For IRFs, net payments will increase by 1.3% ($105 million) relative to FY 2018 payments, which includes a 2.9% market-basket update, offset by statutorily mandated cuts of 0.8 percentage points for productivity and an additional cut of 0.75%, and a 0.1% decrease in outlier payments. CMS also finalizes its proposal to remove the “FIM™” instrument and associated function modifiers from the IRF patient assessment instrument, effective for discharges beginning on or after Oct. 1, 2019 (FY 2020). In addition, the rule allows the post-admission physician evaluation to count as one of the mandated face-to-face visits and rehabilitation physicians to remotely lead interdisciplinary team meetings. CMS will remove two measures from the IRF Quality Reporting Program. IRFs no longer will have to report data for the NHSN MRSA or seasonal flu vaccination measures as of Oct. 1 of this year. 
 
SNF payments in FY 2019 will increase by 2.4% ($820 million) over FY 2018 levels, as mandated by the Bipartisan Budget Act of 2018. Effective Oct. 1, 2019, the rule finalizes the implementation of a new Patient-Driven Payment Model. This new model represents a complete redesign of the SNF PPS and bases payment on a multi-faceted clinical profile of the patient – a significant departure from the current reliance on therapy volume to set payments.
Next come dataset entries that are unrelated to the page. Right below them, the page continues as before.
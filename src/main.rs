use std::sync::Arc;

use tokio_util::sync::CancellationToken;
use tracing::info;

use prlist::config::Config;
use prlist::coordinator::Coordinator;
use prlist::github_client::resolve_token;
use prlist::logging::init_logging;
use prlist::notify::notification_channels;
use prlist::poller::Poller;
use prlist::types::PollerError;
use prlist::ui::{
    spawn_stdin_reader, ConsoleSurface, Dashboard, InputHandler, RenderSurface, StatusBar,
    SystemBrowser,
};

#[tokio::main]
async fn main() -> Result<(), PollerError> {
    init_logging();

    let config = Config::load().await;
    let token = resolve_token(&config)?;
    let cancel = CancellationToken::new();

    let poller = Arc::new(
        Poller::connect(&token, config.poll_interval(), cancel.clone(), &config).await?,
    );

    let status_bar = StatusBar::new(
        poller.username(),
        config.poll_interval_display_minutes(),
        poller.last_polled().await,
    );
    let dashboard = Dashboard::new(poller.snapshot().await, status_bar);
    let (surface, render_task) = ConsoleSurface::spawn(dashboard, std::io::stdout(), true);
    let surface: Arc<dyn RenderSurface> = Arc::new(surface);

    let input = tokio::spawn(
        InputHandler::new(surface.clone(), Arc::new(SystemBrowser))
            .run(spawn_stdin_reader()?, cancel.clone()),
    );

    let (channels, receivers) = notification_channels();
    let coordinator = tokio::spawn(Coordinator::new(surface.clone()).run(receivers, cancel.clone()));
    let mut polling = {
        let poller = Arc::clone(&poller);
        tokio::spawn(async move { poller.poll(channels).await })
    };

    let outcome = tokio::select! {
        signal = tokio::signal::ctrl_c() => {
            info!("Interrupted, shutting down");
            signal.map_err(PollerError::Io)
        }
        joined = &mut polling => joined.unwrap_or_else(|err| Err(PollerError::Task(err))),
    };

    cancel.cancel();
    surface.stop();
    let _ = coordinator.await;
    let _ = input.await;
    let _ = render_task.await;
    if !polling.is_finished() {
        let _ = polling.await;
    }

    outcome
}
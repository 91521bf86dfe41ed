use std::env;
use std::path::Path;

use tokio::fs;
use tracing::{info, warn};

use crate::types::PollerError;

use super::{paths, Config};

impl Config {
    /// Load configuration from config.json in the app directory, then apply
    /// environment overrides.
    /// Falls back to defaults if the file doesn't exist or can't be parsed
    pub async fn load() -> Self {
        let mut config = match Self::try_load().await {
            Ok(config) => config,
            Err(err) => {
                warn!(error = ?err, "Failed to load config.json, using defaults");
                Self::default()
            }
        };
        config.apply_overrides(|key| env::var(key).ok());

        info!(
            api = %config.github_api_url,
            interval_minutes = config.poll_interval_display_minutes(),
            debug = config.debug,
            "Loaded configuration"
        );
        config
    }

    async fn try_load() -> Result<Self, PollerError> {
        let config_path = paths::get_config_path()?;
        Self::load_from(&config_path).await
    }

    /// Read a config file from an explicit path; a missing file yields defaults.
    pub async fn load_from(config_path: &Path) -> Result<Self, PollerError> {
        if !config_path.exists() {
            warn!(path = %config_path.display(), "Config file not found, using defaults");
            return Ok(Self::default());
        }

        let contents = fs::read_to_string(config_path)
            .await
            .map_err(|err| PollerError::Config(format!("Failed to read config file: {err}")))?;

        serde_json::from_str(&contents)
            .map_err(|err| PollerError::Config(format!("Failed to parse config.json: {err}")))
    }

    /// Apply `GH_TOKEN`, `GITHUB_API_URL`, `PRLIST_POLL_MINUTES` and `PRLIST_DEBUG`.
    pub fn apply_overrides<F>(&mut self, lookup: F)
    where
        F: Fn(&str) -> Option<String>,
    {
        if let Some(token) = lookup("GH_TOKEN").filter(|value| !value.trim().is_empty()) {
            self.github_token = Some(token.trim().to_string());
        }
        if let Some(url) = lookup("GITHUB_API_URL").filter(|value| !value.trim().is_empty()) {
            self.github_api_url = url.trim().to_string();
        }
        if let Some(minutes) = lookup("PRLIST_POLL_MINUTES") {
            match minutes.trim().parse::<u64>() {
                Ok(parsed) => self.poll_interval_minutes = parsed,
                Err(err) => {
                    warn!(value = %minutes, error = %err, "Ignoring invalid PRLIST_POLL_MINUTES")
                }
            }
        }
        if let Some(debug) = lookup("PRLIST_DEBUG") {
            self.debug = matches!(
                debug.trim().to_ascii_lowercase().as_str(),
                "1" | "true" | "yes"
            );
        }
    }
}
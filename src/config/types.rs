use std::time::Duration;

use serde::{Deserialize, Serialize};

/// Debug mode polls far more often so that failures surface quickly.
const DEBUG_POLL_INTERVAL: Duration = Duration::from_secs(60);

/// Longest accepted poll interval: one week.
const MAX_POLL_INTERVAL_MINUTES: u64 = 7 * 24 * 60;

/// Configuration for the pull request poller
#[derive(Debug, Clone, Serialize, Deserialize)]
pub struct Config {
    #[serde(default = "default_api_url")]
    pub github_api_url: String,

    #[serde(default)]
    pub github_token: Option<String>,

    #[serde(default = "default_poll_interval_minutes")]
    pub poll_interval_minutes: u64,

    #[serde(default)]
    pub debug: bool,

    #[serde(default = "default_max_consecutive_failures")]
    pub max_consecutive_failures: u32,

    #[serde(default = "default_request_timeout_secs")]
    pub request_timeout_secs: u64,
}

impl Default for Config {
    fn default() -> Self {
        Self {
            github_api_url: default_api_url(),
            github_token: None,
            poll_interval_minutes: default_poll_interval_minutes(),
            debug: false,
            max_consecutive_failures: default_max_consecutive_failures(),
            request_timeout_secs: default_request_timeout_secs(),
        }
    }
}

impl Config {
    /// Interval between two polls of the GitHub API, clamped to between one
    /// minute and one week.
    pub fn poll_interval(&self) -> Duration {
        if self.debug {
            return DEBUG_POLL_INTERVAL;
        }
        let minutes = self
            .poll_interval_minutes
            .clamp(1, MAX_POLL_INTERVAL_MINUTES);
        Duration::from_secs(minutes.saturating_mul(60))
    }

    /// Interval in whole minutes, as shown in the status bar.
    pub fn poll_interval_display_minutes(&self) -> u64 {
        self.poll_interval().as_secs() / 60
    }

    pub fn request_timeout(&self) -> Duration {
        Duration::from_secs(self.request_timeout_secs.max(1))
    }
}

fn default_api_url() -> String {
    "https://api.github.com".to_string()
}

fn default_poll_interval_minutes() -> u64 {
    5
}

fn default_max_consecutive_failures() -> u32 {
    3
}

fn default_request_timeout_secs() -> u64 {
    10
}
//! Attribute Reference Resolution
//!
//! Rewrites every `<xs:attribute ref="..."/>` with the properties of the
//! global attribute it names. Runs in two phases over the forest:
//!
//! 1. **Index**: snapshot every named top-level attribute under
//!    `(declaring schema's target namespace, name)`. Later declarations
//!    overwrite earlier ones with the same key.
//! 2. **Apply**: walk all nested attributes. References are resolved against
//!    the enclosing schema's prefix bindings and looked up in the index; the
//!    target must not itself be a reference (one hop only).
//!
//! Attributes without a reference and without a type pick up the restriction
//! base of their inline simple type.

use serde::Serialize;
use std::collections::HashMap;
use tracing::{debug, info, warn};

use crate::config::ErrorPolicy;
use crate::error::{ResolveError, Result};
use crate::qname::QName;
use crate::schema::{Attribute, Forest, SchemaNamespaces};
use crate::walk::{walk_mut, Scope, VisitorMut};

// =============================================================================
// Attribute Index
// =============================================================================

/// Global attributes of a forest keyed by qualified name.
///
/// Holds copies taken at build time, so applying resolutions never changes
/// what a lookup returns within the same run.
#[derive(Debug, Clone, Default)]
pub struct AttributeIndex {
    attributes: HashMap<QName, Attribute>,
}

impl AttributeIndex {
    /// Index the top-level attributes of every schema
    pub fn build(forest: &Forest) -> Self {
        let mut attributes = HashMap::new();

        for schema in forest.schemas() {
            for attribute in schema.attributes.iter().filter(|a| !a.name.is_empty()) {
                let key = QName::new(schema.target_namespace(), attribute.name.as_str());
                if attributes.insert(key.clone(), attribute.clone()).is_some() {
                    debug!(attribute = %key, "duplicate global attribute, keeping the later declaration");
                }
            }
        }

        Self { attributes }
    }

    pub fn get(&self, key: &QName) -> Option<&Attribute> {
        self.attributes.get(key)
    }

    pub fn len(&self) -> usize {
        self.attributes.len()
    }

    pub fn is_empty(&self) -> bool {
        self.attributes.is_empty()
    }

    /// Find the global attribute a `ref` points at, as seen from `schema`
    pub fn lookup(&self, reference: &str, schema: &SchemaNamespaces) -> Result<&Attribute> {
        let key = QName::from_reference(reference, schema)?;
        match self.attributes.get(&key) {
            Some(target) if !target.is_reference() => Ok(target),
            _ => Err(ResolveError::UnresolvedAttributeRef {
                reference: reference.to_string(),
                namespace: schema.target_namespace.clone(),
            }),
        }
    }
}

// =============================================================================
// Report
// =============================================================================

/// An attribute reference left unresolved
#[derive(Debug, Clone, PartialEq, Eq, Serialize)]
pub struct UnresolvedRef {
    /// Position of the enclosing schema in the forest
    pub schema_index: usize,
    /// Target namespace of the enclosing schema
    pub namespace: String,
    /// The `ref` value as written
    pub reference: String,
    pub reason: String,
}

/// Outcome of an attribute resolution pass
#[derive(Debug, Clone, Default, Serialize)]
pub struct ResolutionReport {
    /// References rewritten from their global declaration
    pub resolved: usize,
    /// Types defaulted from an inline simple type
    pub defaulted: usize,
    /// References left as they were
    #[serde(skip_serializing_if = "Vec::is_empty")]
    pub unresolved: Vec<UnresolvedRef>,
}

impl ResolutionReport {
    pub fn is_clean(&self) -> bool {
        self.unresolved.is_empty()
    }
}

// =============================================================================
// Apply pass
// =============================================================================

struct ApplyRefs<'i> {
    index: &'i AttributeIndex,
    report: ResolutionReport,
    errors: Vec<ResolveError>,
}

impl VisitorMut for ApplyRefs<'_> {
    fn enter_attribute(&mut self, scope: &Scope<'_>, attribute: &mut Attribute) {
        if attribute.is_reference() {
            match self.index.lookup(&attribute.reference, scope.namespaces) {
                Ok(target) => {
                    copy_from_global(attribute, target, scope.namespaces);
                    self.report.resolved += 1;
                }
                Err(err) => {
                    warn!(
                        reference = %attribute.reference,
                        namespace = %scope.namespaces.target_namespace,
                        "{}",
                        err
                    );
                    self.report.unresolved.push(UnresolvedRef {
                        schema_index: scope.schema_index,
                        namespace: scope.namespaces.target_namespace.clone(),
                        reference: attribute.reference.clone(),
                        reason: err.to_string(),
                    });
                    self.errors.push(err);
                }
            }
        } else if attribute.type_name.is_empty() && attribute.target_namespace.is_none() {
            let base = attribute
                .simple_type
                .as_ref()
                .map(|st| st.restriction.base.as_str())
                .filter(|base| !base.is_empty());
            if let Some(base) = base {
                attribute.type_name = base.to_string();
                debug!(attribute = %attribute.name, type_name = %attribute.type_name, "defaulted type from inline simple type");
                self.report.defaulted += 1;
            }
        }
    }
}
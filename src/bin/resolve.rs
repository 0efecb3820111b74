//! XSD Resolve CLI
//!
//! Runs attribute-reference and type-name resolution over a schema forest
//! dumped as JSON by the parser stage.

use anyhow::Context;
use clap::{Parser, Subcommand};
use std::path::{Path, PathBuf};
use tracing_subscriber::EnvFilter;
use xsd_resolve::resolve::TypeNameEntry;
use xsd_resolve::{load_from_path, Forest, ResolvedForest, ResolverConfig, Resolver, TypeNameResolution};

#[derive(Parser)]
#[command(name = "xsd-resolve")]
#[command(about = "Resolve attribute references and type names in an XSD forest")]
struct Cli {
    /// Config file layered over the default locations
    #[arg(short, long, global = true)]
    config: Option<PathBuf>,

    #[command(subcommand)]
    command: Commands,
}

#[derive(Subcommand)]
enum Commands {
    /// Resolve attribute references and write the resulting forest
    Attrs {
        /// Forest JSON file or directory
        path: PathBuf,
        /// Output file (defaults to stdout)
        #[arg(short, long)]
        output: Option<PathBuf>,
    },

    /// Print the external name of one type
    TypeName {
        /// Forest JSON file or directory
        path: PathBuf,
        /// Type name (unprefixed)
        type_name: String,
        /// Target namespace of the schema declaring the type
        #[arg(short, long, default_value = "")]
        namespace: String,
    },

    /// Print the external name of every top-level type
    Names {
        /// Forest JSON file or directory
        path: PathBuf,
    },
}

fn main() {
    tracing_subscriber::fmt()
        .with_env_filter(EnvFilter::from_default_env())
        .init();

    let cli = Cli::parse();

    if let Err(e) = run(cli) {
        eprintln!("Error: {:#}", e);
        std::process::exit(1);
    }
}

fn run(cli: Cli) -> anyhow::Result<()> {
    let config_path = cli.config.as_ref().map(|p| p.to_string_lossy().into_owned());
    let config = ResolverConfig::load_from(config_path.as_deref()).context("loading configuration")?;
    let resolver = Resolver::new(config.resolver.clone());

    match cli.command {
        Commands::Attrs { path, output } => {
            let mut forest = load(&path, &config)?;
            let resolved = resolver.run(&mut forest);

            let json = config.output.format.to_json(&forest)?;
            match output {
                Some(output) => {
                    std::fs::write(&output, json).with_context(|| format!("writing {}", output.display()))?;
                    println!("✅ Resolved forest written to {:?}", output);
                }
                None => println!("{}", json),
            }

            let report = &resolved.report;
            eprintln!(
                "{} resolved, {} defaulted, {} unresolved",
                report.resolved,
                report.defaulted,
                report.unresolved.len()
            );
            for unresolved in &report.unresolved {
                eprintln!("  ⚠️  {}", unresolved.reason);
            }
            finish(resolved)
        }

        Commands::TypeName { path, type_name, namespace } => {
            let mut forest = load(&path, &config)?;
            let resolved = resolver.run(&mut forest);

            let schema = forest
                .find_by_namespace(&namespace)
                .next()
                .with_context(|| format!("no schema with target namespace {:?}", namespace))?;
            let resolution = resolved.types.name_for_type(&type_name, &schema.namespaces);
            println!("{}\t{}", resolution.qname(), kind_label(&resolution));
            finish(resolved)
        }

        Commands::Names { path } => {
            let mut forest = load(&path, &config)?;
            let resolved = resolver.run(&mut forest);

            let entries = resolved.type_names(&forest);
            for entry in &entries {
                print_entry(&forest, entry);
            }
            let ambiguous = entries.iter().filter(|e| e.resolution.is_ambiguous()).count();
            if ambiguous > 0 {
                eprintln!("⚠️  {} type(s) used by disagreeing elements", ambiguous);
            }
            finish(resolved)
        }
    }
}

fn load(path: &Path, config: &ResolverConfig) -> anyhow::Result<Forest> {
    let loaded = load_from_path(path, &config.loader).with_context(|| format!("loading {}", path.display()))?;
    tracing::info!(schemas = loaded.forest.len(), bundle_hash = %loaded.bundle_hash, "forest loaded");
    Ok(loaded.forest)
}

/// Fail with the collected reference errors once output has been written
fn finish(resolved: ResolvedForest) -> anyhow::Result<()> {
    match resolved.error {
        Some(err) => Err(err.into()),
        None => Ok(()),
    }
}

fn print_entry(forest: &Forest, entry: &TypeNameEntry) {
    let namespace = forest
        .get(entry.schema_index)
        .map(|s| s.target_namespace())
        .unwrap_or_default();
    println!(
        "{{{}}}{} -> {}\t{}",
        namespace,
        entry.type_name,
        entry.resolution.qname(),
        kind_label(&entry.resolution)
    );
}

fn kind_label(resolution: &TypeNameResolution) -> &'static str {
    match resolution {
        TypeNameResolution::Unused(_) => "unused",
        TypeNameResolution::Unique(_) => "unique",
        TypeNameResolution::Ambiguous(_) => "ambiguous",
    }
}
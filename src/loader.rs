//! Forest Loading
//!
//! Reads a schema forest dumped as JSON by the parser stage. The input is
//! either a single `.json` file (one schema object or an array of them) or a
//! directory walked in sorted path order, one document per `.json` file.

use sha2::{Digest, Sha256};
use std::fs;
use std::path::Path;
use tracing::debug;
use walkdir::WalkDir;

use crate::config::LoaderSettings;
use crate::error::{ResolveError, Result};
use crate::schema::{Forest, Schema};

/// A forest plus the hash of the content it was read from
#[derive(Debug, Clone)]
pub struct LoadedForest {
    pub forest: Forest,
    /// SHA-256 over every file read, in load order
    pub bundle_hash: String,
}

/// Load a forest from a file or directory
pub fn load_from_path(path: &Path, settings: &LoaderSettings) -> Result<LoadedForest> {
    if path.is_dir() {
        load_from_directory(path, settings)
    } else {
        load_from_file(path)
    }
}

/// Load a single JSON file
pub fn load_from_file(path: &Path) -> Result<LoadedForest> {
    let content = fs::read_to_string(path)?;
    let mut hasher = Sha256::new();
    hasher.update(content.as_bytes());

    let schemas = parse_document(&content)
        .map_err(|e| ResolveError::InvalidFormat(format!("{}: {}", path.display(), e)))?;

    Ok(LoadedForest {
        forest: Forest::new(schemas),
        bundle_hash: format!("{:x}", hasher.finalize()),
    })
}

/// Load every `.json` file under a directory
pub fn load_from_directory(schema_dir: &Path, settings: &LoaderSettings) -> Result<LoadedForest> {
    let mut hasher = Sha256::new();
    let mut schemas = Vec::new();

    for entry in WalkDir::new(schema_dir)
        .sort_by_file_name()
        .into_iter()
        .filter_map(|e| e.ok())
    {
        let path = entry.path();
        if !path.is_file() {
            continue;
        }
        if path.extension().map(|e| e != "json").unwrap_or(true) {
            continue;
        }

        let relative_path = path.strip_prefix(schema_dir).unwrap_or(path);
        let relative_str = relative_path.to_string_lossy();

        if !settings.include_prefixes.is_empty()
            && !settings.include_prefixes.iter().any(|p| relative_str.starts_with(p))
        {
            continue;
        }
        if settings.skip_prefixes.iter().any(|p| relative_str.starts_with(p)) {
            continue;
        }

        let content = fs::read_to_string(path)?;
        hasher.update(content.as_bytes());

        let parsed = parse_document(&content)
            .map_err(|e| ResolveError::InvalidFormat(format!("{}: {}", path.display(), e)))?;
        debug!(path = %relative_str, schemas = parsed.len(), "loaded schema document");
        schemas.extend(parsed);
    }

    Ok(LoadedForest {
        forest: Forest::new(schemas),
        bundle_hash: format!("{:x}", hasher.finalize()),
    })
}

fn parse_document(content: &str) -> serde_json::Result<Vec<Schema>> {
    let value: serde_json::Value = serde_json::from_str(content)?;
    if value.is_array() {
        serde_json::from_value(value)
    } else {
        serde_json::from_value(value).map(|schema: Schema| vec![schema])
    }
}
With regard to quality reporting, CMS will increase from one to two the number of years of data used to calculate two measures on Nursing Home Compare to improve the validity of the results. The agency also finalizes updates to the SNF Value-based Purchasing Program, including changes in scoring methodology for low-volume SNFs and an extraordinary circumstances exemption policy. CMS estimates these updates will reduce aggregate VBP payments by $211 million.
 
For IPFs, CMS finalizes a net payment increase of 1.1% or $50 million in FY 2019 compared to FY 2018. This includes a 2.9% market-basket update, offset by cuts of 0.8% for productivity and a further Affordable Care Act-mandated cut of 0.75%, as well as a decrease of 0.24% due to updating the high-cost outlier threshold. While CMS originally proposed to remove eight measures from the IPF Quality Reporting Program, it only finalizes the removal of five measures. CMS stated that the three other measures originally proposed for removal are being retained as a result of overwhelming public comment emphasizing their importance.